DATA LISTING:
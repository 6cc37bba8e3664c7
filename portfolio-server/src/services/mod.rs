//! Outbound services

pub mod media_host;

pub use media_host::{ImageKind, MediaHost, MediaHostConfig, MediaHostError};
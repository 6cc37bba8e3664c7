//! Upload relay: `POST /api/upload`
//!
//! Accepts an image as a multipart `file` field, as base64 (or a data URI)
//! in a JSON body, or as a raw image body. The image is checked and then
//! forwarded to the media host with a signed request. The reply is
//! `{"url": ...}` on success.

use base64::Engine;
use bytes::Bytes;
use http_body_util::Full;
use hyper::{Response, StatusCode};
use serde::Deserialize;
use serde_json::json;
use std::convert::Infallible;
use tracing::{debug, error, info};

use super::{json_response, server_error_response};
use crate::server::AppState;
use crate::services::ImageKind;
use crate::types::ServerError;

#[derive(Debug, Deserialize)]
struct JsonUpload {
    #[serde(alias = "file")]
    image: Option<String>,
}

/// Handle POST /api/upload
pub async fn handle_upload(
    state: &AppState,
    content_type: Option<&str>,
    body: Bytes,
) -> Response<Full<Bytes>> {
    let Some(media) = &state.media else {
        return server_error_response(&ServerError::Unavailable(
            "Image uploads are not configured".to_string(),
        ));
    };

    let (bytes, kind) = match extract_image(content_type, body, state.args.max_upload_bytes).await {
        Ok(image) => image,
        Err(e) => {
            debug!("Rejected upload: {}", e);
            return server_error_response(&e);
        }
    };

    let size = bytes.len();
    match media.upload(bytes, kind).await {
        Ok(url) => {
            info!(size, kind = kind.mime(), "Image uploaded");
            json_response(StatusCode::OK, &json!({ "url": url }))
        }
        Err(e) => {
            error!("Upload to media host failed: {}", e);
            server_error_response(&ServerError::from(e))
        }
    }
}

/// Pull the image out of a request body and check it.
///
/// The decoded image must be non-empty, at most `max_bytes` long and one of
/// the accepted formats.
pub async fn extract_image(
    content_type: Option<&str>,
    body: Bytes,
    max_bytes: usize,
) -> Result<(Bytes, ImageKind), ServerError> {
    let mime = content_type
        .and_then(|ct| ct.split(';').next())
        .map(|m| m.trim().to_ascii_lowercase())
        .unwrap_or_default();

    let bytes = match mime.as_str() {
        "multipart/form-data" => {
            // Content type is present on this branch
            from_multipart(content_type.unwrap_or_default(), body).await?
        }
        "application/json" => from_json(&body, max_bytes)?,
        "" | "application/octet-stream" => body,
        m if m.starts_with("image/") => body,
        other => {
            return Err(ServerError::UnsupportedMediaType(format!(
                "Cannot read an image from '{}'",
                other
            )))
        }
    };

    if bytes.is_empty() {
        return Err(ServerError::BadRequest("No image data".to_string()));
    }
    if bytes.len() > max_bytes {
        return Err(ServerError::PayloadTooLarge { limit: max_bytes });
    }

    let kind = ImageKind::sniff(&bytes).ok_or_else(|| {
        ServerError::UnsupportedMediaType(
            "Only JPEG, PNG, GIF and WebP images are accepted".to_string(),
        )
    })?;

    Ok((bytes, kind))
}

async fn from_multipart(content_type: &str, body: Bytes) -> Result<Bytes, ServerError> {
    let boundary = multer::parse_boundary(content_type)
        .map_err(|e| ServerError::BadRequest(format!("Invalid multipart request: {}", e)))?;

    let stream = futures_util::stream::once(async move { Ok::<Bytes, Infallible>(body) });
    let mut multipart = multer::Multipart::new(stream, boundary);

    let mut fallback = None;
    while let Some(field) = multipart.next_field().await.map_err(multipart_error)? {
        let is_file_field = field.name() == Some("file");
        let has_file_name = field.file_name().is_some();

        if is_file_field {
            return field.bytes().await.map_err(multipart_error);
        }
        if has_file_name && fallback.is_none() {
            fallback = Some(field.bytes().await.map_err(multipart_error)?);
        }
    }

    fallback.ok_or_else(|| ServerError::BadRequest("Multipart body has no file field".to_string()))
}

fn multipart_error(e: multer::Error) -> ServerError {
    ServerError::BadRequest(format!("Invalid multipart request: {}", e))
}

fn from_json(body: &[u8], max_bytes: usize) -> Result<Bytes, ServerError> {
    let upload: JsonUpload = serde_json::from_slice(body)?;
    let encoded = upload
        .image
        .ok_or_else(|| ServerError::BadRequest("Missing 'image' field".to_string()))?;

    // Accept `data:image/png;base64,....` as well as bare base64
    let payload = match encoded.strip_prefix("data:") {
        Some(rest) => rest
            .split_once(',')
            .map(|(_, data)| data)
            .ok_or_else(|| ServerError::BadRequest("Malformed data URI".to_string()))?,
        None => encoded.as_str(),
    };
    let payload: String = payload.chars().filter(|c| !c.is_ascii_whitespace()).collect();

    if payload.len() / 4 * 3 > max_bytes + 2 {
        return Err(ServerError::PayloadTooLarge { limit: max_bytes });
    }

    base64::engine::general_purpose::STANDARD
        .decode(payload.as_bytes())
        .map(Bytes::from)
        .map_err(|e| ServerError::BadRequest(format!("Invalid base64 image: {}", e)))
}

#[cfg(test)]
mod tests {
    use super::*;
    use crate::config::{Args, MediaCredentials};
    use crate::routes::test_support::body_json;
    use crate::services::{MediaHost, MediaHostConfig};
    use clap::Parser;
    use std::time::Duration;
    use wiremock::matchers::{method, path};
    use wiremock::{Mock, MockServer, ResponseTemplate};

    const PNG: [u8; 12] = [0x89, b'P', b'N', b'G', 0x0D, 0x0A, 0x1A, 0x0A, 0, 0, 0, 13];
    const LIMIT: usize = 1024;

    fn multipart_body(field: &str, file_name: Option<&str>, data: &[u8]) -> (String, Bytes) {
        let boundary = "XBOUNDARYX";
        let disposition = match file_name {
            Some(name) => format!("form-data; name=\"{}\"; filename=\"{}\"", field, name),
            None => format!("form-data; name=\"{}\"", field),
        };
        let mut body = Vec::new();
        body.extend_from_slice(format!("--{}\r\n", boundary).as_bytes());
        body.extend_from_slice(format!("Content-Disposition: {}\r\n", disposition).as_bytes());
        body.extend_from_slice(b"Content-Type: image/png\r\n\r\n");
        body.extend_from_slice(data);
        body.extend_from_slice(format!("\r\n--{}--\r\n", boundary).as_bytes());
        (format!("multipart/form-data; boundary={}", boundary), Bytes::from(body))
    }

    fn base64_png() -> String {
        base64::engine::general_purpose::STANDARD.encode(PNG)
    }

    #[tokio::test]
    async fn test_multipart_file_field() {
        let (ct, body) = multipart_body("file", Some("a.png"), &PNG);
        let (bytes, kind) = extract_image(Some(&ct), body, LIMIT).await.unwrap();
        assert_eq!(&bytes[..], &PNG[..]);
        assert_eq!(kind, ImageKind::Png);
    }

    #[tokio::test]
    async fn test_multipart_other_field_with_file_name() {
        let (ct, body) = multipart_body("avatar", Some("a.png"), &PNG);
        let (bytes, _) = extract_image(Some(&ct), body, LIMIT).await.unwrap();
        assert_eq!(&bytes[..], &PNG[..]);
    }

    #[tokio::test]
    async fn test_multipart_without_file_is_bad_request() {
        let (ct, body) = multipart_body("note", None, b"hello");
        let err = extract_image(Some(&ct), body, LIMIT).await.unwrap_err();
        assert!(matches!(err, ServerError::BadRequest(_)));
    }

    #[tokio::test]
    async fn test_json_bare_base64_and_data_uri() {
        let bare = serde_json::to_vec(&json!({ "image": base64_png() })).unwrap();
        let (bytes, _) = extract_image(Some("application/json"), Bytes::from(bare), LIMIT)
            .await
            .unwrap();
        assert_eq!(&bytes[..], &PNG[..]);

        let uri = format!("data:image/png;base64,{}", base64_png());
        let aliased = serde_json::to_vec(&json!({ "file": uri })).unwrap();
        let (bytes, kind) =
            extract_image(Some("application/json; charset=utf-8"), Bytes::from(aliased), LIMIT)
                .await
                .unwrap();
        assert_eq!(&bytes[..], &PNG[..]);
        assert_eq!(kind, ImageKind::Png);
    }

    #[tokio::test]
    async fn test_json_invalid_base64() {
        let body = serde_json::to_vec(&json!({ "image": "***" })).unwrap();
        let err = extract_image(Some("application/json"), Bytes::from(body), LIMIT)
            .await
            .unwrap_err();
        assert!(matches!(err, ServerError::BadRequest(_)));
    }

    #[tokio::test]
    async fn test_raw_body() {
        let (_, kind) = extract_image(Some("image/png"), Bytes::from_static(&PNG), LIMIT)
            .await
            .unwrap();
        assert_eq!(kind, ImageKind::Png);
    }

    #[tokio::test]
    async fn test_oversized_image() {
        let mut big = PNG.to_vec();
        big.resize(LIMIT + 1, 0);
        let err = extract_image(Some("image/png"), Bytes::from(big), LIMIT)
            .await
            .unwrap_err();
        assert!(matches!(err, ServerError::PayloadTooLarge { limit: LIMIT }));
    }

    #[tokio::test]
    async fn test_non_image_rejected() {
        let err = extract_image(
            Some("application/octet-stream"),
            Bytes::from_static(b"%PDF-1.7 ..."),
            LIMIT,
        )
        .await
        .unwrap_err();
        assert!(matches!(err, ServerError::UnsupportedMediaType(_)));

        let err = extract_image(Some("text/plain"), Bytes::from_static(&PNG), LIMIT)
            .await
            .unwrap_err();
        assert!(matches!(err, ServerError::UnsupportedMediaType(_)));
    }

    #[tokio::test]
    async fn test_unconfigured_relay_is_unavailable() {
        let state = AppState::new(Args::parse_from(["portfolio-server"]));
        let response = handle_upload(&state, Some("image/png"), Bytes::from_static(&PNG)).await;
        assert_eq!(response.status(), StatusCode::SERVICE_UNAVAILABLE);
        assert_eq!(
            body_json(response).await["error"],
            "Service unavailable: Image uploads are not configured"
        );
    }

    #[tokio::test]
    async fn test_upload_relays_to_media_host() {
        let server = MockServer::start().await;
        Mock::given(method("POST"))
            .and(path("/demo/image/upload"))
            .respond_with(ResponseTemplate::new(200).set_body_json(json!({
                "secure_url": "https://res.example/profile_uploads/x.png"
            })))
            .expect(1)
            .mount(&server)
            .await;

        let mut state = AppState::new(Args::parse_from(["portfolio-server"]));
        state.media = Some(
            MediaHost::new(MediaHostConfig {
                credentials: MediaCredentials {
                    cloud_name: "demo".into(),
                    api_key: "k".into(),
                    api_secret: "s".into(),
                },
                api_base: server.uri(),
                folder: "profile_uploads".into(),
                timeout: Duration::from_secs(5),
            })
            .unwrap(),
        );

        let (ct, body) = multipart_body("file", Some("a.png"), &PNG);
        let response = handle_upload(&state, Some(&ct), body).await;
        assert_eq!(response.status(), StatusCode::OK);
        assert_eq!(
            body_json(response).await,
            json!({ "url": "https://res.example/profile_uploads/x.png" })
        );
    }
}
//! Remote persistence seam
//!
//! The store only needs two calls: read the current document and overwrite
//! it in full. [`HttpRemoteStore`] talks to the persistence API;
//! [`MockRemoteStore`] scripts both calls for tests.

mod http;
pub mod mock;

pub use http::{HttpRemoteStore, RemoteConfig};
pub use mock::MockRemoteStore;

use async_trait::async_trait;
use portfolio_core::PortfolioDocument;

use crate::error::Result;

#[async_trait]
pub trait RemoteStore: Send + Sync {
    /// Current document, or `None` when the store holds nothing.
    async fn fetch(&self) -> Result<Option<PortfolioDocument>>;

    /// Overwrite the stored document. Returns what the store reports as saved.
    async fn save(&self, doc: &PortfolioDocument) -> Result<Option<PortfolioDocument>>;
}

TASK TO COMPLETE:
Take from the material above the lines running from the one with "let mut multipart" through the one with "if has_file_name &&", and repeat them exactly, with nothing else.

OUTPUT BELOW:
    let mut multipart = multer::Multipart::new(stream, boundary);

    let mut fallback = None;
    while let Some(field) = multipart.next_field().await.map_err(multipart_error)? {
        let is_file_field = field.name() == Some("file");
        let has_file_name = field.file_name().is_some();

        if is_file_field {
            return field.bytes().await.map_err(multipart_error);
        }
        if has_file_name && fallback.is_none() {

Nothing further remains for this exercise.